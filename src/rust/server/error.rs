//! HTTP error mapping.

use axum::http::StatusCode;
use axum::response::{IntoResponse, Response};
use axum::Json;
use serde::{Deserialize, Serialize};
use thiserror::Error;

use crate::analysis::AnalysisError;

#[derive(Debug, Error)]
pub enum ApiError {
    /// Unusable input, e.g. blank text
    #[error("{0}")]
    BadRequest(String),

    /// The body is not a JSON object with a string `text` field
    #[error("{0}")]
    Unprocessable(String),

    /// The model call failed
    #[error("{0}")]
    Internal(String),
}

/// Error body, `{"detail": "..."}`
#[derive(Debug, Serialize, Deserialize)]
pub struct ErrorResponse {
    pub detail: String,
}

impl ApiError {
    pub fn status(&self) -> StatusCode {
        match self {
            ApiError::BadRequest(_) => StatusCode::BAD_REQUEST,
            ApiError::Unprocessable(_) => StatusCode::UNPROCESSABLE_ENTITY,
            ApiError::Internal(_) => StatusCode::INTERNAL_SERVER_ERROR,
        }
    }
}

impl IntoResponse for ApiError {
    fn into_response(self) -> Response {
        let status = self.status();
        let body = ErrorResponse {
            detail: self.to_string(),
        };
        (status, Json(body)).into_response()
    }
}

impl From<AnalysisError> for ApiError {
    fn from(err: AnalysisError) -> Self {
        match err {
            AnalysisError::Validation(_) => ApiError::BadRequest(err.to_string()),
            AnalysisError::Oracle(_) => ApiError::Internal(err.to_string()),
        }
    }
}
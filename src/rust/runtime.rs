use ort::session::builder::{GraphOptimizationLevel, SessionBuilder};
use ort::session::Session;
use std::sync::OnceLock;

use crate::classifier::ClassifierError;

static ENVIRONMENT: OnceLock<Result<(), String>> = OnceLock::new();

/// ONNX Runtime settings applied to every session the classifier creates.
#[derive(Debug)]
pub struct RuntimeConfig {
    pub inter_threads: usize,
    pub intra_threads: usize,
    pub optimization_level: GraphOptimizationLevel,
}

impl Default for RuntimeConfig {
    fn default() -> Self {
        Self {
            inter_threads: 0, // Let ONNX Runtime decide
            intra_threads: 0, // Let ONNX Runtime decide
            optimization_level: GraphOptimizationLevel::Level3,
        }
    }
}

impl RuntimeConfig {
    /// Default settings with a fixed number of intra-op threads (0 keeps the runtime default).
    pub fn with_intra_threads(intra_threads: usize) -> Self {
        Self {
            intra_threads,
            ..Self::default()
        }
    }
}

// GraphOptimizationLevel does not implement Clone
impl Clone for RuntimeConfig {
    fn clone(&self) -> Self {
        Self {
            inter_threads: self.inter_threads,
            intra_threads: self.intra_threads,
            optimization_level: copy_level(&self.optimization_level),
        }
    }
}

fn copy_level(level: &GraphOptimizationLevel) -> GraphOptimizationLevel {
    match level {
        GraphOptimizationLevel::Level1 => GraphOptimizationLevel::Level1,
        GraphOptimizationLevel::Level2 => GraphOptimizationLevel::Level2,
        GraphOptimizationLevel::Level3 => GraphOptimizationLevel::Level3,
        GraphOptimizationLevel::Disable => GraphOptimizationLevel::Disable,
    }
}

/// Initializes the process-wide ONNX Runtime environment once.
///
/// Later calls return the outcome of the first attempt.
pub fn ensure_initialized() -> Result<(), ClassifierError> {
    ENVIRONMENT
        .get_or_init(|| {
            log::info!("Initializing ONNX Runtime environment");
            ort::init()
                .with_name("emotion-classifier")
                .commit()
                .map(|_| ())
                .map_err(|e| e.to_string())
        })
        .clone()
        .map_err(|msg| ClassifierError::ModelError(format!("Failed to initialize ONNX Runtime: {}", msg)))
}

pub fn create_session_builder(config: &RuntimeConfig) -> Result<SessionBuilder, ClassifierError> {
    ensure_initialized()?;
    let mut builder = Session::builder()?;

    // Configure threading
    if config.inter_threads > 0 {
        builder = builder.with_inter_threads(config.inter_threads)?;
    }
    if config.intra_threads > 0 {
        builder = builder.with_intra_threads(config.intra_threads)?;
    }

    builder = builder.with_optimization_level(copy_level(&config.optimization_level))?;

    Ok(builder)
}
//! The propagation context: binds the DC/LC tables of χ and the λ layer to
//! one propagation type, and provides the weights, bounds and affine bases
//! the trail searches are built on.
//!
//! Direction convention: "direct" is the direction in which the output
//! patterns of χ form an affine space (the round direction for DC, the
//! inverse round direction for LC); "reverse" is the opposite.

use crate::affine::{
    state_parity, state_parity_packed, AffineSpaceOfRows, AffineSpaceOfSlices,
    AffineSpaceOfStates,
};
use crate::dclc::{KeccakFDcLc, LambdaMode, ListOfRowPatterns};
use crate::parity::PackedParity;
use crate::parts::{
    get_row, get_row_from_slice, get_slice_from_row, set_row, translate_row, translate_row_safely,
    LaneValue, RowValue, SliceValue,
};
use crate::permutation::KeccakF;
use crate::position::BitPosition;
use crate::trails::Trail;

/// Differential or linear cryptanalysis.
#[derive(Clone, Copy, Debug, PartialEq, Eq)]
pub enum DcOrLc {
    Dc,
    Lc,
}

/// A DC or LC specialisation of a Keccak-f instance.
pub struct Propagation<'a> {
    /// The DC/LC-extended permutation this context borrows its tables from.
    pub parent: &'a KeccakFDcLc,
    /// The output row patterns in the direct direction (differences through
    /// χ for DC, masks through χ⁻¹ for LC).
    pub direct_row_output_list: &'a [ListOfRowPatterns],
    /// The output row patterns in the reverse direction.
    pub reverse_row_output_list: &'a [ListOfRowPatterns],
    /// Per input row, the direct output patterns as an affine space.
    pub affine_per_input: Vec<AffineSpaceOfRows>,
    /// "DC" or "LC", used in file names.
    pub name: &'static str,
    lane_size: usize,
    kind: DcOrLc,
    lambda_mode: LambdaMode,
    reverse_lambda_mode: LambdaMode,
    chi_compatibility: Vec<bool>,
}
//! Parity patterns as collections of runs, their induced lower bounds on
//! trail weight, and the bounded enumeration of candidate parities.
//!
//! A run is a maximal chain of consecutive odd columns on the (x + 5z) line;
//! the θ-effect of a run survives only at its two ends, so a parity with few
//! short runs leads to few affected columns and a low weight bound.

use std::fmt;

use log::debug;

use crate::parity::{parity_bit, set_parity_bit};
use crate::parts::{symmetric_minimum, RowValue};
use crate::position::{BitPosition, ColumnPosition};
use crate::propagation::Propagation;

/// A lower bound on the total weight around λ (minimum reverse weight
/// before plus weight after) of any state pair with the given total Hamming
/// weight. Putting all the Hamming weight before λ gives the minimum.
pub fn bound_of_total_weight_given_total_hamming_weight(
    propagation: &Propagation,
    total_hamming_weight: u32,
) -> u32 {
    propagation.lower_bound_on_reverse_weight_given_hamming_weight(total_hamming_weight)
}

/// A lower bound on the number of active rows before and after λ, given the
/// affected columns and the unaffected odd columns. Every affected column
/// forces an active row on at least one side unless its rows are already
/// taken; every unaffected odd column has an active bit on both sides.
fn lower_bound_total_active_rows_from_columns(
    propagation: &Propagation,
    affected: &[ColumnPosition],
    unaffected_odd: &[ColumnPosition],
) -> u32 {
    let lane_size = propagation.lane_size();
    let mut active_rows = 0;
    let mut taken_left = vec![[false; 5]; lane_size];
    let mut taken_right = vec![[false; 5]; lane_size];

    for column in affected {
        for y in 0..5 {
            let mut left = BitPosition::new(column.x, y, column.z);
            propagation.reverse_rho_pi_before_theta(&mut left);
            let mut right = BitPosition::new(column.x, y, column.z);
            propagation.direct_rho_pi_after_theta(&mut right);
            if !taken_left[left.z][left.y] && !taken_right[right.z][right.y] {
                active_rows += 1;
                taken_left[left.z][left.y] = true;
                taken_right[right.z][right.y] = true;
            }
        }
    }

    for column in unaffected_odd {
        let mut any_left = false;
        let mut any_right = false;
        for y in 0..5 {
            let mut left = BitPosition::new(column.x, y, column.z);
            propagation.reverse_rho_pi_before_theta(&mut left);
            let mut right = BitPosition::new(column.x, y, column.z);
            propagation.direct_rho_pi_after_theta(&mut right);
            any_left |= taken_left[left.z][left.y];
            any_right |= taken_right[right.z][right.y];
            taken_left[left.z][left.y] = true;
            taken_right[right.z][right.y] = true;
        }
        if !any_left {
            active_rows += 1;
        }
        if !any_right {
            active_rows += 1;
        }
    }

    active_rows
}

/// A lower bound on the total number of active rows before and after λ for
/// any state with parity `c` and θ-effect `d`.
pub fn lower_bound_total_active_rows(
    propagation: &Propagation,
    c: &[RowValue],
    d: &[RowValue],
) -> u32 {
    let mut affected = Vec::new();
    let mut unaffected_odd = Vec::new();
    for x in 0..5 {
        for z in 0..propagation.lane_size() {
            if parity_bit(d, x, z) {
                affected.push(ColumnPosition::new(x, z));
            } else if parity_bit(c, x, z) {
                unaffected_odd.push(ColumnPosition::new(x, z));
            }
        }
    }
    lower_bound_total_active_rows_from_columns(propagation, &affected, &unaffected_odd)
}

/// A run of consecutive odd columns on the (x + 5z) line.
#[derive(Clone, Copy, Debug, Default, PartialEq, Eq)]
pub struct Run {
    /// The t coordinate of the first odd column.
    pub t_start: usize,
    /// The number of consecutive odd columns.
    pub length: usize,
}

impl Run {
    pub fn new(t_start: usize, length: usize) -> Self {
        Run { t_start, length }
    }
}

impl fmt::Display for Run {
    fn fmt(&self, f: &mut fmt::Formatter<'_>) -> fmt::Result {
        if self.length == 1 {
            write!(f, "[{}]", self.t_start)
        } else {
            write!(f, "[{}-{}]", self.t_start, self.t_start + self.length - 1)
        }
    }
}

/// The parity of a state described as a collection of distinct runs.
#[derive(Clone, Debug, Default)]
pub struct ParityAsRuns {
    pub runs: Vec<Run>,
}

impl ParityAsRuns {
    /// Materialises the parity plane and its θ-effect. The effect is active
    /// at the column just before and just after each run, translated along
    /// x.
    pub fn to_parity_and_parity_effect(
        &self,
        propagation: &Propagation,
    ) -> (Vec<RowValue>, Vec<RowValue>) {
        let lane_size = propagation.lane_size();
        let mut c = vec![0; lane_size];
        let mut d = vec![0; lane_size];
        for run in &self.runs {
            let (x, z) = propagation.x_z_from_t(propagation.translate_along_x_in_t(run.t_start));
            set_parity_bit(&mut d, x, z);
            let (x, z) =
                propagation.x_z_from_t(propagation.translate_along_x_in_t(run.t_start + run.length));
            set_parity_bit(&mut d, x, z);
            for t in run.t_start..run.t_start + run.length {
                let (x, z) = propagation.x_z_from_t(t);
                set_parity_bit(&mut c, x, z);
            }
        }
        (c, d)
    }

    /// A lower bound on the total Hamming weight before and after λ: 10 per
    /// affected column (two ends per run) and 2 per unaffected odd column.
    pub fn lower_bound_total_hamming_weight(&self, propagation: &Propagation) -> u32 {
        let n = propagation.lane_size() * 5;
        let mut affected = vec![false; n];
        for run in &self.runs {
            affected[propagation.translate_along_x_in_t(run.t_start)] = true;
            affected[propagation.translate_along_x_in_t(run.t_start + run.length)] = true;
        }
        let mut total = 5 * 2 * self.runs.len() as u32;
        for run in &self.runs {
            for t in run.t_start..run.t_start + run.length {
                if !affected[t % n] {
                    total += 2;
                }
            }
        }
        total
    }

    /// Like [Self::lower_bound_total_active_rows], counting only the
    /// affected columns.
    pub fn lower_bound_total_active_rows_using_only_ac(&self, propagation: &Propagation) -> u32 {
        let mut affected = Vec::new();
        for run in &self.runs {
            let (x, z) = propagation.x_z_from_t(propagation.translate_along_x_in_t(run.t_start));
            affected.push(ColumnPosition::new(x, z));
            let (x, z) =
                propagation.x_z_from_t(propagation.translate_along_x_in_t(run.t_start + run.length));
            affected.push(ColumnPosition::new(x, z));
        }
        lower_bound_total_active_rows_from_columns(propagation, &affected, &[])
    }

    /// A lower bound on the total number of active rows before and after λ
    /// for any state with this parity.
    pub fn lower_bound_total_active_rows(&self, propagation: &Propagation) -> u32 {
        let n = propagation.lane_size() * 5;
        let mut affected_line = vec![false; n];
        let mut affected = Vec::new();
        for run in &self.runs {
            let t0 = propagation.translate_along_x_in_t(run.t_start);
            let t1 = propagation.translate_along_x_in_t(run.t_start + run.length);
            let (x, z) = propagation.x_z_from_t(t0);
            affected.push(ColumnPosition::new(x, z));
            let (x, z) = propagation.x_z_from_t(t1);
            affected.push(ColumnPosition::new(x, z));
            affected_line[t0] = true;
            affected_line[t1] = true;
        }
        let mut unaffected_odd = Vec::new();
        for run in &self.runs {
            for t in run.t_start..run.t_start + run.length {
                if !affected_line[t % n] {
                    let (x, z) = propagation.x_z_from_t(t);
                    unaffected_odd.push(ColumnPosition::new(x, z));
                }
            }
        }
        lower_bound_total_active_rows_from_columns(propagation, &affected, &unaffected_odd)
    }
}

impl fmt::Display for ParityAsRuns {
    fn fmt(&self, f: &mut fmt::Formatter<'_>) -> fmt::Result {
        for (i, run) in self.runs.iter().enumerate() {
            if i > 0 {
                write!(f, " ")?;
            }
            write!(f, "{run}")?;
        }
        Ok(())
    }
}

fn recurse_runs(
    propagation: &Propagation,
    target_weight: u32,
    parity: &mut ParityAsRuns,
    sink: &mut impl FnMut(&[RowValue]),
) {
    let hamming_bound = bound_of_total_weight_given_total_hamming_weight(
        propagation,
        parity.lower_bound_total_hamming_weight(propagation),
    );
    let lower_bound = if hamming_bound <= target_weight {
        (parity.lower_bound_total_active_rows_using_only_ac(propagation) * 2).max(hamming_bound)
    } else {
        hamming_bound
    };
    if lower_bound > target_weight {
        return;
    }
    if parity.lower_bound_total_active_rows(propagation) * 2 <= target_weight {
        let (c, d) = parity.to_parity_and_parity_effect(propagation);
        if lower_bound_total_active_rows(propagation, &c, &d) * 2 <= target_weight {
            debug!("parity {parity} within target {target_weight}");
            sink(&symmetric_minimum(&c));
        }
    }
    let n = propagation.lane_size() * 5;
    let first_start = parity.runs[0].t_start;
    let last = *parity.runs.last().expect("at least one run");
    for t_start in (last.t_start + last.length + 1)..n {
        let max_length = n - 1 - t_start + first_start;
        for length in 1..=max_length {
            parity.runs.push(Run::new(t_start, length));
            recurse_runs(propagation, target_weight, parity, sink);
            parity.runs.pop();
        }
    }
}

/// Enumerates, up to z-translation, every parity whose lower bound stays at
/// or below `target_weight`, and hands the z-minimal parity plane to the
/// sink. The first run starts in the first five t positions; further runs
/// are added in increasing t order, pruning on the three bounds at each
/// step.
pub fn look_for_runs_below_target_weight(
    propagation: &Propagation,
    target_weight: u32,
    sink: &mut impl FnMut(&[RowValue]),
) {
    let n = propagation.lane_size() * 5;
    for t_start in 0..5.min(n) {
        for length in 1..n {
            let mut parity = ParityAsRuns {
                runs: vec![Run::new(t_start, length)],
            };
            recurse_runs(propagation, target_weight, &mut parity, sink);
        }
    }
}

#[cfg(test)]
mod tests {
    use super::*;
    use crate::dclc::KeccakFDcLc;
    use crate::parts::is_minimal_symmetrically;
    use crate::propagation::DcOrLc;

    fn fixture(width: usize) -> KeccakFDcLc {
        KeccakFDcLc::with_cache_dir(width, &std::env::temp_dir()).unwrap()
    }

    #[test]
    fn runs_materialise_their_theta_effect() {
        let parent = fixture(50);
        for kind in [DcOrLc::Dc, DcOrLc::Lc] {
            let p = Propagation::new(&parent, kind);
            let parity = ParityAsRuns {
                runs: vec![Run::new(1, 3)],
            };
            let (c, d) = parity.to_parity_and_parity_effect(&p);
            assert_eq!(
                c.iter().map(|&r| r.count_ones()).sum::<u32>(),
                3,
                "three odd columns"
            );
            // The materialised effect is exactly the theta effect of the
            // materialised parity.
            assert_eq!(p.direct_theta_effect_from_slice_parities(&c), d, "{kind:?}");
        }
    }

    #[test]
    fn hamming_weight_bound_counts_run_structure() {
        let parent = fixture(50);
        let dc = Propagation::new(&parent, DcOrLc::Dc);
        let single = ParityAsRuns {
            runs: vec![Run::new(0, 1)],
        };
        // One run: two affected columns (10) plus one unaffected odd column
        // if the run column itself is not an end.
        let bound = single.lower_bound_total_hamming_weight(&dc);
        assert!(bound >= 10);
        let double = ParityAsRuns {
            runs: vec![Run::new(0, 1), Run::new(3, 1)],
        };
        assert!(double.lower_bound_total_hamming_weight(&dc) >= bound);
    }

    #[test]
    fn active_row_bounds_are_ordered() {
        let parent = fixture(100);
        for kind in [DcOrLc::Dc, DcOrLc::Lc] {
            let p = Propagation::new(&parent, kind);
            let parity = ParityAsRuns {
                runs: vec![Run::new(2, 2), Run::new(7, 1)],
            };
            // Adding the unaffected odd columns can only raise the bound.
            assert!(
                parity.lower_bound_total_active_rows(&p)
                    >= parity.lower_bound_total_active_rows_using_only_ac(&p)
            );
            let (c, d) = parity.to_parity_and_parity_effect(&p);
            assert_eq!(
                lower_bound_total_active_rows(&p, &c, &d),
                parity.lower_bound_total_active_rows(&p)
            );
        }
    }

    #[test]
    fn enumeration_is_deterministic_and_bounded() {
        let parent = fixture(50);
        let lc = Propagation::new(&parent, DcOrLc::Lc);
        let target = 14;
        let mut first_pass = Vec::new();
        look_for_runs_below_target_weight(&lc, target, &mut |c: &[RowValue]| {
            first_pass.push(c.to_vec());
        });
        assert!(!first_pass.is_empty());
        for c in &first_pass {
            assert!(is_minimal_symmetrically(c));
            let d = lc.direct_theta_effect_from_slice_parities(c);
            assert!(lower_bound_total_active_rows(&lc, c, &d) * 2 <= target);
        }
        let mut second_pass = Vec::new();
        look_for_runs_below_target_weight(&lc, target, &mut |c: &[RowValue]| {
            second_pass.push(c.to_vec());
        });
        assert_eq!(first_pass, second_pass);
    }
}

Work to complete. Write down exactly the span of lines above from the one containing "let (c, d) = parity.to_parity_and_parity_effect(propagation);" to the one containing "positions; further runs", both ends included.

Exercise solution.
        let (c, d) = parity.to_parity_and_parity_effect(propagation);
        if lower_bound_total_active_rows(propagation, &c, &d) * 2 <= target_weight {
            debug!("parity {parity} within target {target_weight}");
            sink(&symmetric_minimum(&c));
        }
    }
    let n = propagation.lane_size() * 5;
    let first_start = parity.runs[0].t_start;
    let last = *parity.runs.last().expect("at least one run");
    for t_start in (last.t_start + last.length + 1)..n {
        let max_length = n - 1 - t_start + first_start;
        for length in 1..=max_length {
            parity.runs.push(Run::new(t_start, length));
            recurse_runs(propagation, target_weight, parity, sink);
            parity.runs.pop();
        }
    }
}

/// Enumerates, up to z-translation, every parity whose lower bound stays at
/// or below `target_weight`, and hands the z-minimal parity plane to the
/// sink. The first run starts in the first five t positions; further runs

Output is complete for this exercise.